The foregoing embodiments of the present invention have been presented for the purposes of illustration and description. These descriptions and embodiments are not intended to be exhaustive or to limit the invention to the precise form disclosed, and many modifications and variations are possible in light of the above disclosure. The embodiments were chosen and described in order to best explain the principle of the invention and its practical applications to thereby enable others skilled in the art to best utilize the invention in its various embodiments and with various modifications as are suited to the particular use contemplated.

Claims

1. A process for the continuous application of metallic layers on a body comprising

providing an electrically conductive body having a surface with an outer surface area;

providing a plating apparatus comprising a cylindrical, hollow anode having an internal volume and an inner surface area, an electrolyte having metal ions dissolved therein, a cathode;

imparting a charge on said body using said cathode,

generating an electrical field by applying an electrical current to said anode,

feeding said electrolyte into said internal volume of said anode,

feeding said body through said anode, such that said body contacts said electrolyte, whereby said ions plate onto said body, forming a metallic layer on the surface of said body, and

withdrawing said body from the anode;

wherein a ratio of said anode inner surface area to said body outer surface area is in the range between 2.6:1 to 26:1.

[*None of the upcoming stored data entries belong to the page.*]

use crate::errors::{constants::WAV_HEADER_LEN, Result, VoiceTextError};

#[derive(Clone, Copy, Debug, PartialEq, Eq)]
pub enum SampleType {
    UnsignedInt,
    SignedInt,
}

/// Output format derived from a [`WavHeader`].
#[derive(Clone, Copy, Debug, PartialEq, Eq)]
pub struct AudioFormat {
    pub sample_rate: u32,
    pub channel_count: u16,
    pub sample_size: u16,
    pub sample_type: SampleType,
}

impl AudioFormat {
    pub fn bytes_per_sample(&self) -> usize {
        usize::from(self.sample_size / 8)
    }
}

/// RIFF / fmt / data preamble that precedes the PCM payload.
///
/// All multi-byte fields are little-endian on the wire.
#[derive(Clone, Copy, Debug, PartialEq, Eq)]
pub struct WavHeader {
    pub riff_id: [u8; 4],
    pub riff_size: u32,
    pub wave_tag: [u8; 4],
    pub fmt_id: [u8; 4],
    pub fmt_size: u32,
    pub audio_format: u16,
    pub num_channels: u16,
    pub sample_rate: u32,
    pub byte_rate: u32,
    pub block_align: u16,
    pub bits_per_sample: u16,
    pub data_id: [u8; 4],
    pub data_size: u32,
}

fn tag(bytes: &[u8], offset: usize) -> [u8; 4] {
    [
        bytes[offset],
        bytes[offset + 1],
        bytes[offset + 2],
        bytes[offset + 3],
    ]
}

fn u16_le(bytes: &[u8], offset: usize) -> u16 {
    u16::from_le_bytes([bytes[offset], bytes[offset + 1]])
}

fn u32_le(bytes: &[u8], offset: usize) -> u32 {
    u32::from_le_bytes(tag(bytes, offset))
}

fn check_tag(chunk: &'static str, found: [u8; 4], expected: &[u8; 4]) -> Result<()> {
    if &found != expected {
        tracing::error!(
            chunk,
            found = %String::from_utf8_lossy(&found),
            "WAV header validation failed"
        );
        return Err(VoiceTextError::malformed_header(chunk, found));
    }
    Ok(())
}

impl WavHeader {
    /// Parse and validate the first [`WAV_HEADER_LEN`] bytes of `bytes`.
    pub fn parse(bytes: &[u8]) -> Result<Self> {
        if bytes.len() < WAV_HEADER_LEN {
            Self::check_riff_id(bytes)?;
            return Err(VoiceTextError::TruncatedHeader {
                received: bytes.len(),
            });
        }

        let header = Self {
            riff_id: tag(bytes, 0),
            riff_size: u32_le(bytes, 4),
            wave_tag: tag(bytes, 8),
            fmt_id: tag(bytes, 12),
            fmt_size: u32_le(bytes, 16),
            audio_format: u16_le(bytes, 20),
            num_channels: u16_le(bytes, 22),
            sample_rate: u32_le(bytes, 24),
            byte_rate: u32_le(bytes, 28),
            block_align: u16_le(bytes, 32),
            bits_per_sample: u16_le(bytes, 34),
            data_id: tag(bytes, 36),
            data_size: u32_le(bytes, 40),
        };
        header.validate()?;

        Ok(header)
    }

    /// Check the leading `RIFF` tag of a body that may be shorter than a
    /// full header. Fewer than four bytes pass unchecked.
    pub fn check_riff_id(bytes: &[u8]) -> Result<()> {
        if bytes.len() < 4 {
            return Ok(());
        }
        check_tag("RIFF id", tag(bytes, 0), b"RIFF")
    }

    fn validate(&self) -> Result<()> {
        check_tag("RIFF id", self.riff_id, b"RIFF")?;
        check_tag("RIFF wave", self.wave_tag, b"WAVE")?;
        check_tag("fmt id", self.fmt_id, b"fmt ")?;
        check_tag("data id", self.data_id, b"data")
    }

    pub fn to_audio_format(&self) -> Result<AudioFormat> {
        let sample_type = match self.bits_per_sample {
            8 => SampleType::UnsignedInt,
            16 | 32 => SampleType::SignedInt,
            other => return Err(VoiceTextError::UnsupportedSampleSize(other)),
        };

        if self.num_channels == 0 {
            return Err(VoiceTextError::invalid_audio_format("zero channels"));
        }
        if self.sample_rate == 0 {
            return Err(VoiceTextError::invalid_audio_format("zero sample rate"));
        }

        Ok(AudioFormat {
            sample_rate: self.sample_rate,
            channel_count: self.num_channels,
            sample_size: self.bits_per_sample,
            sample_type,
        })
    }
}

/// Serialize a PCM header, used to build fixtures.
#[cfg(test)]
pub(crate) fn encode_header(
    sample_rate: u32,
    channels: u16,
    bits: u16,
    data_size: u32,
) -> Vec<u8> {
    let block_align = channels * bits / 8;
    let mut bytes = Vec::with_capacity(WAV_HEADER_LEN);
    bytes.extend_from_slice(b"RIFF");
    bytes.extend_from_slice(&(36 + data_size).to_le_bytes());
    bytes.extend_from_slice(b"WAVE");
    bytes.extend_from_slice(b"fmt ");
    bytes.extend_from_slice(&16u32.to_le_bytes());
    bytes.extend_from_slice(&1u16.to_le_bytes());
    bytes.extend_from_slice(&channels.to_le_bytes());
    bytes.extend_from_slice(&sample_rate.to_le_bytes());
    bytes.extend_from_slice(&(sample_rate * u32::from(block_align)).to_le_bytes());
    bytes.extend_from_slice(&block_align.to_le_bytes());
    bytes.extend_from_slice(&bits.to_le_bytes());
    bytes.extend_from_slice(b"data");
    bytes.extend_from_slice(&data_size.to_le_bytes());
    bytes
}

#[cfg(test)]
mod tests {
    use super::*;

    #[test]
    fn test_parse_mono_16bit() {
        let header = WavHeader::parse(&encode_header(22050, 1, 16, 4410)).unwrap();
        assert_eq!(header.audio_format, 1);
        assert_eq!(header.num_channels, 1);
        assert_eq!(header.sample_rate, 22050);
        assert_eq!(header.byte_rate, 44100);
        assert_eq!(header.block_align, 2);
        assert_eq!(header.bits_per_sample, 16);
        assert_eq!(header.data_size, 4410);

        assert_eq!(
            header.to_audio_format().unwrap(),
            AudioFormat {
                sample_rate: 22050,
                channel_count: 1,
                sample_size: 16,
                sample_type: SampleType::SignedInt,
            }
        );
    }

    #[test]
    fn test_sample_types() {
        let format = WavHeader::parse(&encode_header(8000, 1, 8, 0))
            .unwrap()
            .to_audio_format()
            .unwrap();
        assert_eq!(format.sample_type, SampleType::UnsignedInt);
        assert_eq!(format.bytes_per_sample(), 1);

        let format = WavHeader::parse(&encode_header(48000, 2, 32, 0))
            .unwrap()
            .to_audio_format()
            .unwrap();
        assert_eq!(format.sample_type, SampleType::SignedInt);
        assert_eq!(format.bytes_per_sample(), 4);
    }

    #[test]
    fn test_unsupported_sample_size() {
        let header = WavHeader::parse(&encode_header(44100, 1, 24, 0)).unwrap();
        assert!(matches!(
            header.to_audio_format(),
            Err(VoiceTextError::UnsupportedSampleSize(24))
        ));
    }

    #[test]
    fn test_zero_channels_rejected() {
        let header = WavHeader::parse(&encode_header(44100, 0, 16, 0)).unwrap();
        assert!(matches!(
            header.to_audio_format(),
            Err(VoiceTextError::InvalidAudioFormat(_))
        ));
    }

    #[test]
    fn test_zero_sample_rate_rejected() {
        let header = WavHeader::parse(&encode_header(0, 1, 16, 0)).unwrap();
        match header.to_audio_format() {
            Err(VoiceTextError::InvalidAudioFormat(message)) => {
                assert_eq!(message, "zero sample rate")
            }
            other => panic!("Expected InvalidAudioFormat, got {:?}", other),
        }
    }

    #[test]
    fn test_riff_mismatch() {
        let mut bytes = encode_header(22050, 1, 16, 0);
        bytes[..4].copy_from_slice(b"RIFX");
        match WavHeader::parse(&bytes) {
            Err(VoiceTextError::MalformedResponseHeader { chunk, found }) => {
                assert_eq!(chunk, "RIFF id");
                assert_eq!(&found, b"RIFX");
            }
            other => panic!("Expected MalformedResponseHeader, got {:?}", other),
        }
    }

    #[test]
    fn test_validation_order() {
        let mut bytes = encode_header(22050, 1, 16, 0);
        bytes[8..12].copy_from_slice(b"AVI ");
        bytes[36..40].copy_from_slice(b"LIST");
        assert!(matches!(
            WavHeader::parse(&bytes),
            Err(VoiceTextError::MalformedResponseHeader {
                chunk: "RIFF wave",
                ..
            })
        ));

        let mut bytes = encode_header(22050, 1, 16, 0);
        bytes[12..16].copy_from_slice(b"junk");
        assert!(matches!(
            WavHeader::parse(&bytes),
            Err(VoiceTextError::MalformedResponseHeader { chunk: "fmt id", .. })
        ));

        let mut bytes = encode_header(22050, 1, 16, 0);
        bytes[36..40].copy_from_slice(b"LIST");
        assert!(matches!(
            WavHeader::parse(&bytes),
            Err(VoiceTextError::MalformedResponseHeader {
                chunk: "data id",
                ..
            })
        ));
    }

    #[test]
    fn test_truncated() {
        let bytes = encode_header(22050, 1, 16, 0);
        assert!(matches!(
            WavHeader::parse(&bytes[..20]),
            Err(VoiceTextError::TruncatedHeader { received: 20 })
        ));
    }

    #[test]
    fn test_short_body_checks_riff_id() {
        assert!(matches!(
            WavHeader::parse(b"Service Unavailable"),
            Err(VoiceTextError::MalformedResponseHeader {
                chunk: "RIFF id",
                found: [b'S', b'e', b'r', b'v'],
            })
        ));
        assert!(matches!(
            WavHeader::parse(b"<h"),
            Err(VoiceTextError::TruncatedHeader { received: 2 })
        ));
    }
}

2. The process of claim 1 wherein said electrolyte has a flow direction and said body has a feed direction, wherein said flow direction and said feed direction move in opposite directions relative to each other.

3. The process of claim 1 wherein said anode comprises hollow cylindrical titanium body having an iridium oxide coating thereon.

4. The process of claim 1 wherein said anode is stationary.

5. The process of claim 1 wherein said body comprises a metallic material.

6. The process of claim 1 wherein said body comprises a hollow copper tube.

7. The process of claim 1 wherein said cathode comprises at least a pair of electrically conductive wheels that contact said body and move said body through said anode.

8. The process of claim 1 wherein said metal ions are selected from the group consisting of zinc, nickel, cobalt, copper, silver, gold, tin, cadmium, lead, and iron.

9. The process of claim 1 wherein said body is fed through said anode as a rate of about 5 meters per minute to about 1000 meters per minute.

10. The process of claim 1 wherein said body is fed through said anode as a rate of about 30 meters per minute to about 60 meters per minute.

11. The process of claim 1 wherein said metallic layer is at least 25 μm thick.

12. The process of claim 1 wherein the electrical current applied to the anode imparts a current density between about 10 to about 400 A/dm2 on the surface of the body.

13. The process of claim 1 wherein the voltage of the process is between about 0.1 to about 20 volts.

14. The process of claim 1 wherein the voltage of the process is between about 13 to about 18 volts.

15. The process of claim 1 wherein said electrolyte is zinc sulfate.

16. The process of claim 1 wherein the electrolyte contains no organic polymers.